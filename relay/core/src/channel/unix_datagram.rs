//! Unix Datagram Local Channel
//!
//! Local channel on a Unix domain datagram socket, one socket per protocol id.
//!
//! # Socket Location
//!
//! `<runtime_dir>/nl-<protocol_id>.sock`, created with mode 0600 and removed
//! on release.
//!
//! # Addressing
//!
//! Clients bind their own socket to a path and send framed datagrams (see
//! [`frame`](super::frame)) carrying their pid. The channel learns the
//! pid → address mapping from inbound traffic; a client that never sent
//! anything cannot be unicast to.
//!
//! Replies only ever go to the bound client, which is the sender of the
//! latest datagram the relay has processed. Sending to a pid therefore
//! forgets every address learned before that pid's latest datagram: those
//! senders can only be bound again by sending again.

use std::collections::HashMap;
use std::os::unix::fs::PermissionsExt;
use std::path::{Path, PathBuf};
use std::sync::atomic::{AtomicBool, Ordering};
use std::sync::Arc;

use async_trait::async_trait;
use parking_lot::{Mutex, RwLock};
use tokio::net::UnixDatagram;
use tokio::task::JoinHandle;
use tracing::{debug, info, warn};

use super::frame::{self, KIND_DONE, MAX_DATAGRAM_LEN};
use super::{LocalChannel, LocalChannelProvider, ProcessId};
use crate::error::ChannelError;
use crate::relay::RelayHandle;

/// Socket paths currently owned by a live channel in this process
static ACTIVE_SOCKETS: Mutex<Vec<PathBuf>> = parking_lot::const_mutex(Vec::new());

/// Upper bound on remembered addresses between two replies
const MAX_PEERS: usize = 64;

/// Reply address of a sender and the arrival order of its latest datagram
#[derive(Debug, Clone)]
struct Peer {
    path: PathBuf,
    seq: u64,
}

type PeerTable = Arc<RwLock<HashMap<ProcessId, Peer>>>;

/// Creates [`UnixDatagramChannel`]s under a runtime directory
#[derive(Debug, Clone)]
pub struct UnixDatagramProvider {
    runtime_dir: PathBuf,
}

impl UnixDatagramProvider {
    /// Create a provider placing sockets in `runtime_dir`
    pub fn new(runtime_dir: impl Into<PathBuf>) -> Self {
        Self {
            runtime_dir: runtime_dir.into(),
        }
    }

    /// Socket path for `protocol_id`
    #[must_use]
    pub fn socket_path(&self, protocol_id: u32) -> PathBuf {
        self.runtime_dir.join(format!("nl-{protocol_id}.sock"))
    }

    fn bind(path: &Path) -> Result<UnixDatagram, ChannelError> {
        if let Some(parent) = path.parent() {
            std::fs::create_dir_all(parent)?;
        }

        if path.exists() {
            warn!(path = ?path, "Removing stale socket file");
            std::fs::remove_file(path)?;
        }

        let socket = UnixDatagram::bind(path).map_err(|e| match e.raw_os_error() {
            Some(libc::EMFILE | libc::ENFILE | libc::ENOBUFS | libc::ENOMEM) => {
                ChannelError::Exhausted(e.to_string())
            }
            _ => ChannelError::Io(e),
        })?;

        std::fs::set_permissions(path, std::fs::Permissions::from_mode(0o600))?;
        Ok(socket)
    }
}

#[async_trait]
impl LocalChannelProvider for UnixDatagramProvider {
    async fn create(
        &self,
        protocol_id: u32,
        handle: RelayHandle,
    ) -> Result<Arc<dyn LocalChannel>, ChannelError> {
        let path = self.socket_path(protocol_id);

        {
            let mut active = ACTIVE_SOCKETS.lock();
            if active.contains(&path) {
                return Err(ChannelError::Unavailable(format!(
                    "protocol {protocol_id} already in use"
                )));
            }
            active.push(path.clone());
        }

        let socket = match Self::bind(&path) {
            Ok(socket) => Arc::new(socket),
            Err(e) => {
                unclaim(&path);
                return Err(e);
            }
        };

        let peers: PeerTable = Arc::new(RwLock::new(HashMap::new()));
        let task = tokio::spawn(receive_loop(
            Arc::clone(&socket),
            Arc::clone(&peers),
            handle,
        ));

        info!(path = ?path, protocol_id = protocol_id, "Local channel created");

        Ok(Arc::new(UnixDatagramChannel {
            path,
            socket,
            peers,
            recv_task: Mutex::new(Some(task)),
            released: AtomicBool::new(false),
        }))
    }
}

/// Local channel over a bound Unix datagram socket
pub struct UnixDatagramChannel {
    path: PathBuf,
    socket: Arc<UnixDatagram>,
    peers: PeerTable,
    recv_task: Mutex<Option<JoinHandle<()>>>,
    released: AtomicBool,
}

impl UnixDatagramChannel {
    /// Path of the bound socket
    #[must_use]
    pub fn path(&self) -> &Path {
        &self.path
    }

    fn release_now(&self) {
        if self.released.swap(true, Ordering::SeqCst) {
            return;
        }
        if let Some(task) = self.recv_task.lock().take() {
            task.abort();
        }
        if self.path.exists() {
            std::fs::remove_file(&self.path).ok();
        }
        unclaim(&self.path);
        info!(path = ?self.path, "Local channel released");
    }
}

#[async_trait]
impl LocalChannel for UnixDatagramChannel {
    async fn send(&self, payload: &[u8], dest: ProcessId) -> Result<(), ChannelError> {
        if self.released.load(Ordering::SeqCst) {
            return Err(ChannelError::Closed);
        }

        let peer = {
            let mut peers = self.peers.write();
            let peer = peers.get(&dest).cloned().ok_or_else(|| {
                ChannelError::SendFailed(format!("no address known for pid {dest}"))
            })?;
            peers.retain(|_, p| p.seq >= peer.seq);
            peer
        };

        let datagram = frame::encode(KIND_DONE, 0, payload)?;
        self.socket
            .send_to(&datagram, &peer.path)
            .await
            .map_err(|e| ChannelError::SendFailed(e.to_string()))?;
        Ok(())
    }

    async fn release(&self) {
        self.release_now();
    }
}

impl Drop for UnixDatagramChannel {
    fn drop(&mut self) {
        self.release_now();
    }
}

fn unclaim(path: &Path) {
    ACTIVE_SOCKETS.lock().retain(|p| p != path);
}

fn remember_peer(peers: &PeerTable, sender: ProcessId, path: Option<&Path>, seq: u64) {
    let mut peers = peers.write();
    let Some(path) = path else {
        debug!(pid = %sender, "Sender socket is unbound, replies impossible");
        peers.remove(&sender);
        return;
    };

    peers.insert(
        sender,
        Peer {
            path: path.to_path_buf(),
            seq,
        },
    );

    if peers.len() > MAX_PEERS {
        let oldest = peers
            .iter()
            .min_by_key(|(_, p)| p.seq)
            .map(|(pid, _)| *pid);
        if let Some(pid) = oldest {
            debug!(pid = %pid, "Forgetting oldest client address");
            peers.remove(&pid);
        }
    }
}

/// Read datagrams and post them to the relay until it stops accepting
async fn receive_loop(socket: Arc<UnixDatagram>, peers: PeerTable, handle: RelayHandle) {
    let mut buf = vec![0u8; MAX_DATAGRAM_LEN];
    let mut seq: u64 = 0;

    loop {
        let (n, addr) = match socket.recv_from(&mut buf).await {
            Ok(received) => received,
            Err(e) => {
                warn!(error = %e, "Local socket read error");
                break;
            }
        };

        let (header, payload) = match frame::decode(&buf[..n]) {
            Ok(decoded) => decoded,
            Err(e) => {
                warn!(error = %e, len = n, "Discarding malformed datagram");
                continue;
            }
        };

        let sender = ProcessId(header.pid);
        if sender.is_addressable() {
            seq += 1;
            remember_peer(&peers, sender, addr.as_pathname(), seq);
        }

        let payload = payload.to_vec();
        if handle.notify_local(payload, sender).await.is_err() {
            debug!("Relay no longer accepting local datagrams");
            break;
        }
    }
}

· · · · · · ·

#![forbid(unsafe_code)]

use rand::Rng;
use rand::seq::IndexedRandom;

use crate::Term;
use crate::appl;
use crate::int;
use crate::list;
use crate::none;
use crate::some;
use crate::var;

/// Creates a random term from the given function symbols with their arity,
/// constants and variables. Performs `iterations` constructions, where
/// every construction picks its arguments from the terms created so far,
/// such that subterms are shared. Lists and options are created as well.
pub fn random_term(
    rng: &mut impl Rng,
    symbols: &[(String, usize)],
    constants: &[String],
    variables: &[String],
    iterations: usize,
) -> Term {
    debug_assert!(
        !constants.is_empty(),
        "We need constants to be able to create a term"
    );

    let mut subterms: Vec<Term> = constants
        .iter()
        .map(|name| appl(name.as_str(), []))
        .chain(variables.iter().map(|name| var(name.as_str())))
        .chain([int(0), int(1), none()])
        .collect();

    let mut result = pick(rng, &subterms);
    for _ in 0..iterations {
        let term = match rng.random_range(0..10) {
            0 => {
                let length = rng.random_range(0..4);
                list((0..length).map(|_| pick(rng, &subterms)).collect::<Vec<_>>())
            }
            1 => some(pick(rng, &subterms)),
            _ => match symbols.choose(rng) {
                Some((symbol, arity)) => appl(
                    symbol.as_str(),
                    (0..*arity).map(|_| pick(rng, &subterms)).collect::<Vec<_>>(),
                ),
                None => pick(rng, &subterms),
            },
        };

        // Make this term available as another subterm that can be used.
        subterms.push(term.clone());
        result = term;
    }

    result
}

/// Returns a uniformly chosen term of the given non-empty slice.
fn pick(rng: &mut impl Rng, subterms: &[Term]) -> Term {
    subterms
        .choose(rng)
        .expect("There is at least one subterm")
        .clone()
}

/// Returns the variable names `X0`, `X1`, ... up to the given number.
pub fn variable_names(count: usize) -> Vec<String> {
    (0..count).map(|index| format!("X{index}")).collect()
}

· · · · · · ·

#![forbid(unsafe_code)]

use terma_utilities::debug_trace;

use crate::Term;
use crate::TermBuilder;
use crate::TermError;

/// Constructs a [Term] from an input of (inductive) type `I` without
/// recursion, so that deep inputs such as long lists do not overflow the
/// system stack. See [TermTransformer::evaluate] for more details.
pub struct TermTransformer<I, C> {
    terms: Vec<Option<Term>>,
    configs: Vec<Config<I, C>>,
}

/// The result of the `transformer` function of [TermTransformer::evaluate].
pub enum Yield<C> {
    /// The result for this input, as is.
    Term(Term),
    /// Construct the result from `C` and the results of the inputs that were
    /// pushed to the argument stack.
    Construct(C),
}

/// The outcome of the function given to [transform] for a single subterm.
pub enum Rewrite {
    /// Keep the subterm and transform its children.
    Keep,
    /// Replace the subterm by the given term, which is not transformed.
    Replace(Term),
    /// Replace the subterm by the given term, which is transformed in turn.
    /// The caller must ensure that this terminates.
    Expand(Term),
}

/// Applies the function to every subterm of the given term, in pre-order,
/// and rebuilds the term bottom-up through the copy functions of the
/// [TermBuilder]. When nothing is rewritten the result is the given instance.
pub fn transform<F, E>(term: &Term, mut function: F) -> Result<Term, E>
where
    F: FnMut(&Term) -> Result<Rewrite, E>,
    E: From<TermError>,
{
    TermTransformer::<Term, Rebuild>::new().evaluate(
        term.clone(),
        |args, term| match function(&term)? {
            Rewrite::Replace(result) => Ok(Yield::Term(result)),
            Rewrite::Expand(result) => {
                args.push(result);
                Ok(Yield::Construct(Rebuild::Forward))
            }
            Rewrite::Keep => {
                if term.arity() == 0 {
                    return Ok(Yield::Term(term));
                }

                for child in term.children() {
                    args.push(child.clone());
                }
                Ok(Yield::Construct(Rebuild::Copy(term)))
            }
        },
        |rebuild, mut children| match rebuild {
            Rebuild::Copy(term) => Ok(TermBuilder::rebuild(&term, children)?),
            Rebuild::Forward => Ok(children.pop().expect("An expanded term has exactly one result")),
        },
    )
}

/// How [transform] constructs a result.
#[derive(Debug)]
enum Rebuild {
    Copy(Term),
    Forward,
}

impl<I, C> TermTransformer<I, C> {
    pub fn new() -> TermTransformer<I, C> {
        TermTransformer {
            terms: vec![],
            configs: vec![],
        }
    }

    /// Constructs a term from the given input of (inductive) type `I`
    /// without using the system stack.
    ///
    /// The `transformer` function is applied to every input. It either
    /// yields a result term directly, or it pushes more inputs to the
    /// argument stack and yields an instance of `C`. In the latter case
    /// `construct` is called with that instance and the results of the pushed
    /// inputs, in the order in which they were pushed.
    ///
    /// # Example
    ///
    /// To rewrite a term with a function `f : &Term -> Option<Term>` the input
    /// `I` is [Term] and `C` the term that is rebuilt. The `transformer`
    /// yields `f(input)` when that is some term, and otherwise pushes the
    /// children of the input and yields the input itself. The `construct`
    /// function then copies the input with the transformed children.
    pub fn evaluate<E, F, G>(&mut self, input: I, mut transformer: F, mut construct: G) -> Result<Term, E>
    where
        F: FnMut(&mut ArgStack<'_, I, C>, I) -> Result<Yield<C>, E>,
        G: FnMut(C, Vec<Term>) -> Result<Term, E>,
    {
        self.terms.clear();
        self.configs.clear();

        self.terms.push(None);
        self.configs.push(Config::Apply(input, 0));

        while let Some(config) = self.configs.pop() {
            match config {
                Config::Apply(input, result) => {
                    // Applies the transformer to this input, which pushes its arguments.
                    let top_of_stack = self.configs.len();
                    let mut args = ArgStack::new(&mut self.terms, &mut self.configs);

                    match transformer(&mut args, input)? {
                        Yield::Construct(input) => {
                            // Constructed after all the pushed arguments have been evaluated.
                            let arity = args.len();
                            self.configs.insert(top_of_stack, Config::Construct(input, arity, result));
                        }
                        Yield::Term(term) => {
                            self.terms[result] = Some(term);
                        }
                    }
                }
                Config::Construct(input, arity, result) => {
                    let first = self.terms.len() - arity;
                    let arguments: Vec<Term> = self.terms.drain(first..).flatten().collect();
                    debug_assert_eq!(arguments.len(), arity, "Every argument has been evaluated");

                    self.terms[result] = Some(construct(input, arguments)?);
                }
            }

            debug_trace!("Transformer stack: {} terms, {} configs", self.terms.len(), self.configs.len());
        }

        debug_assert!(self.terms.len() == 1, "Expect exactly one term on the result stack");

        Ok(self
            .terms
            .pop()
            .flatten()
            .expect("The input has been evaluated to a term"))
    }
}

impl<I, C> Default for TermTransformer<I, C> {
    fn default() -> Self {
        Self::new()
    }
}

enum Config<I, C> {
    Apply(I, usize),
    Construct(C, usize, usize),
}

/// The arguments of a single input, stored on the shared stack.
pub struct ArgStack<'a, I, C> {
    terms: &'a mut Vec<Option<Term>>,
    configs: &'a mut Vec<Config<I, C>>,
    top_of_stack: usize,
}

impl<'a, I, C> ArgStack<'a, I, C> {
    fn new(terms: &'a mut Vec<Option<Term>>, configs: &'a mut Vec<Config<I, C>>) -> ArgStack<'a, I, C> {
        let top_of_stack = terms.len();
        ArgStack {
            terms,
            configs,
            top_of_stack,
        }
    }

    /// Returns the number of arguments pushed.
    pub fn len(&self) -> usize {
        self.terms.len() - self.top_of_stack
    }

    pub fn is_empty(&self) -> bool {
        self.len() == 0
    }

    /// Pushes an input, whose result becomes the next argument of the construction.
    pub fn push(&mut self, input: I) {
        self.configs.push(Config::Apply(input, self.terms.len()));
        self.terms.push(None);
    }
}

· · · · · · ·

**Problem requirements:**
Above are entries; state the number of lines among them that contain "released", and nothing else.

**Written solution:**
5